- **Exercise details**
Go through the data line by line. Copy each one holding the string "Some".
*** Exercise input Section Begins ***
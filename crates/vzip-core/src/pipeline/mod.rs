//! Frame archiving pipeline.
//!
//! A run wires a [`FrameSource`] to a fixed [`WorkerPool`] through a shared
//! [`WorkQueue`], hands encoded frames to a single [`OrderedWriter`] thread
//! through per-frame [`FrameSlots`] and totals the bytes read and produced.
//! Workers and writer run concurrently; the writer blocks on slot `i` until
//! its frame is published, so the archive follows frame order regardless of
//! which worker finishes first.

use std::fs;
use std::io::{BufWriter, Write};
use std::path::Path;
use std::sync::Arc;
use std::thread;
use std::time::Instant;

use bytes::Bytes;
use rayon::prelude::*;
use tempfile::NamedTempFile;

use crate::buffer::BufferPool;
use crate::codec::{self, Codec};
use crate::core::worker_pool::panic_message;
use crate::core::{AbortSignal, ByteCounters, FrameSlots, WorkQueue, WorkerPool};
use crate::format::OrderedWriter;
use crate::io::FrameSource;
use crate::telemetry::tags;
use crate::telemetry::worker::{DefaultWorkerTelemetry, WorkerTelemetry};
use crate::types::{FrameId, duration_to_us};
use crate::{Result, VzipError};

pub mod types;

pub use types::{ArchiveOutcome, PipelineConfig, RunStats};

/// Compresses every frame of a source into one ordered archive stream.
pub struct FramePipeline {
    config: PipelineConfig,
    codec: Arc<dyn Codec>,
    telemetry: Arc<dyn WorkerTelemetry>,
}

impl FramePipeline {
    /// Creates a pipeline using the codec named by `config.codec`.
    pub fn new(config: PipelineConfig) -> Result<Self> {
        let codec = config.codec.build()?;
        Self::with_codec(config, codec)
    }

    /// Creates a pipeline with a caller supplied codec; `config.codec` is ignored.
    pub fn with_codec(config: PipelineConfig, codec: Arc<dyn Codec>) -> Result<Self> {
        config.validate()?;
        Ok(Self {
            config,
            codec,
            telemetry: Arc::new(DefaultWorkerTelemetry),
        })
    }

    /// Replaces the worker telemetry backend.
    pub fn with_telemetry(mut self, telemetry: Arc<dyn WorkerTelemetry>) -> Self {
        self.telemetry = telemetry;
        self
    }

    pub fn config(&self) -> &PipelineConfig {
        &self.config
    }

    pub fn codec(&self) -> &dyn Codec {
        self.codec.as_ref()
    }

    /// Archives `source` into `writer` and returns the writer once flushed.
    pub fn run<W>(&self, source: Arc<dyn FrameSource>, writer: W) -> Result<ArchiveOutcome<W>>
    where
        W: Write + Send + 'static,
    {
        self.run_with_abort(source, writer, &AbortSignal::new())
    }

    /// Like [`run`](Self::run), stopping early once `abort` is raised.
    ///
    /// On failure the partially written stream is dropped.
    pub fn run_with_abort<W>(
        &self,
        source: Arc<dyn FrameSource>,
        writer: W,
        abort: &AbortSignal,
    ) -> Result<ArchiveOutcome<W>>
    where
        W: Write + Send + 'static,
    {
        let started_at = Instant::now();
        let frames = source.frame_count();
        self.check_size_hints(source.as_ref())?;

        tracing::debug!(
            target: tags::TARGET_PIPELINE,
            frames,
            workers = self.config.workers,
            codec = self.codec.name(),
            max_frame_size = self.config.max_frame_size,
            "archive run started"
        );

        let slots = Arc::new(FrameSlots::new(frames));
        abort.attach(Arc::clone(&slots));
        let result = self.run_attached(source, writer, slots, abort, started_at);
        abort.detach();

        if let Err(error) = &result {
            tracing::debug!(
                target: tags::TARGET_PIPELINE,
                error = %error,
                elapsed_us = duration_to_us(started_at.elapsed()),
                "archive run failed"
            );
        }
        result
    }

    /// Archives `source` into a file at `path`.
    ///
    /// The archive is written to a temporary file next to `path` and only
    /// moved into place once the run succeeded, so a failed run leaves no file.
    pub fn archive_to_path(
        &self,
        source: Arc<dyn FrameSource>,
        path: impl AsRef<Path>,
    ) -> Result<RunStats> {
        let path = path.as_ref();
        let directory = match path.parent() {
            Some(parent) if !parent.as_os_str().is_empty() => parent,
            _ => Path::new("."),
        };
        let staging = NamedTempFile::new_in(directory).map_err(|error| {
            VzipError::from(error).with_context(format!(
                "creating temporary archive in {}",
                directory.display()
            ))
        })?;

        let outcome = self.run(source, BufWriter::new(staging))?;
        let staging = outcome
            .writer
            .into_inner()
            .map_err(|error| VzipError::from(error.into_error()))?;
        staging.as_file().sync_all()?;
        staging.persist(path).map_err(|error| {
            VzipError::from(error.error).with_context(format!("persisting {}", path.display()))
        })?;

        let size = fs::metadata(path)?.len();
        tracing::debug!(
            target: tags::TARGET_PIPELINE,
            path = %path.display(),
            bytes = size,
            "archive persisted"
        );
        Ok(outcome.stats)
    }

    fn run_attached<W>(
        &self,
        source: Arc<dyn FrameSource>,
        writer: W,
        slots: Arc<FrameSlots>,
        abort: &AbortSignal,
        started_at: Instant,
    ) -> Result<ArchiveOutcome<W>>
    where
        W: Write + Send + 'static,
    {
        let frames = slots.len();
        let queue = Arc::new(WorkQueue::new(frames));
        let counters = Arc::new(ByteCounters::new());
        let task = FrameTask {
            source,
            codec: Arc::clone(&self.codec),
            slots: Arc::clone(&slots),
            counters: Arc::clone(&counters),
            buffers: BufferPool::new(
                self.config.max_frame_size.saturating_add(1),
                self.config.buffer_pool_capacity,
            ),
            max_frame_size: self.config.max_frame_size,
        };

        let pool = WorkerPool::with_telemetry(self.config.workers, Arc::clone(&self.telemetry));
        let workers = pool.spawn(queue, abort.clone(), move |_worker_id, frame| {
            task.process(frame)
        })?;

        let writer_thread = {
            let slots = Arc::clone(&slots);
            let abort = abort.clone();
            let slot_timeout = self.config.slot_wait_timeout;
            thread::Builder::new()
                .name("vzip-writer".to_string())
                .spawn(move || {
                    let mut ordered = OrderedWriter::new(writer).with_slot_timeout(slot_timeout);
                    let outcome = match ordered.drain(&slots) {
                        Ok(()) => ordered.finish(),
                        Err(error) => Err(error),
                    };
                    match outcome {
                        Ok(finished) => Some(finished),
                        Err(error) => {
                            abort.raise(error);
                            None
                        }
                    }
                })
        };
        let writer_thread = match writer_thread {
            Ok(handle) => handle,
            Err(error) => {
                abort.cancel();
                let _ = workers.join();
                return Err(
                    VzipError::from(error).with_context("spawning archive writer thread")
                );
            }
        };

        // Workers first: a dead worker must cancel the slots before the writer is joined.
        let pool_snapshot = match workers.join() {
            Ok(snapshot) => Some(snapshot),
            Err(error) => {
                abort.raise(error);
                None
            }
        };
        let written = match writer_thread.join() {
            Ok(written) => written,
            Err(payload) => {
                abort.raise(VzipError::WorkerPanicked(format!(
                    "archive writer: {}",
                    panic_message(payload.as_ref())
                )));
                None
            }
        };

        if let Some(error) = abort.take_error() {
            return Err(error);
        }
        let (Some(pool), Some((writer, archive))) = (pool_snapshot, written) else {
            return Err(VzipError::Cancelled);
        };

        let stats = RunStats {
            frames,
            codec: self.codec.name().to_string(),
            totals: counters.totals(),
            archive,
            elapsed: started_at.elapsed(),
            pool,
        };
        tracing::debug!(
            target: tags::TARGET_PIPELINE,
            frames,
            total_in = stats.total_in(),
            total_out = stats.total_out(),
            archive_bytes = stats.archive.bytes,
            elapsed_us = duration_to_us(stats.elapsed),
            "archive run finished"
        );
        Ok(ArchiveOutcome { writer, stats })
    }

    /// Rejects frames whose known size is already over the limit before any
    /// thread starts.
    fn check_size_hints(&self, source: &dyn FrameSource) -> Result<()> {
        let limit = self.config.max_frame_size as u64;
        let oversized = (0..source.frame_count())
            .into_par_iter()
            .map(FrameId)
            .find_map_first(|frame| {
                source
                    .size_hint(frame)
                    .filter(|&size| size > limit)
                    .map(|size| (frame, size))
            });

        match oversized {
            Some((frame, size)) => Err(VzipError::FrameTooLarge {
                frame,
                size,
                limit: self.config.max_frame_size,
            }
            .with_context(source.frame_label(frame))),
            None => Ok(()),
        }
    }
}

/// Per-run state shared by every worker.
struct FrameTask {
    source: Arc<dyn FrameSource>,
    codec: Arc<dyn Codec>,
    slots: Arc<FrameSlots>,
    counters: Arc<ByteCounters>,
    buffers: BufferPool,
    max_frame_size: usize,
}

impl FrameTask {
    fn process(&self, frame: FrameId) -> Result<()> {
        let result = self.compress(frame);
        if result.is_err() {
            if let Some(slot) = self.slots.get(frame) {
                slot.fail();
            }
        }
        result
    }

    fn compress(&self, frame: FrameId) -> Result<()> {
        let limit = self.max_frame_size;

        let mut raw = self.buffers.acquire();
        self.source
            .read_frame(frame, limit.saturating_add(1), raw.as_mut_vec())?;
        if raw.len() > limit {
            let size = self
                .source
                .size_hint(frame)
                .unwrap_or(0)
                .max(raw.len() as u64);
            return Err(VzipError::FrameTooLarge { frame, size, limit }
                .with_context(self.source.frame_label(frame)));
        }
        self.counters.add_in(raw.len());

        let mut encoded = self.buffers.acquire();
        codec::encode_frame(self.codec.as_ref(), frame, &raw, encoded.as_mut_vec())?;
        drop(raw);
        if encoded.len() > limit {
            return Err(VzipError::CapacityExceeded {
                frame,
                size: encoded.len(),
                limit,
            });
        }

        let payload = Bytes::copy_from_slice(&encoded);
        let payload_len = payload.len();
        if !self.slots.slot(frame)?.publish(payload) {
            return Err(VzipError::Cancelled);
        }
        self.counters.add_out(payload_len);
        Ok(())
    }
}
*** Exercise input Section Ends ***
- **Exercise answer**
            Some(parent) if !parent.as_os_str().is_empty() => parent,
                        Ok(finished) => Some(finished),
            Ok(snapshot) => Some(snapshot),
        if let Some(error) = abort.take_error() {
        let (Some(pool), Some((writer, archive))) = (pool_snapshot, written) else {
            Some((frame, size)) => Err(VzipError::FrameTooLarge {
            if let Some(slot) = self.slots.get(frame) {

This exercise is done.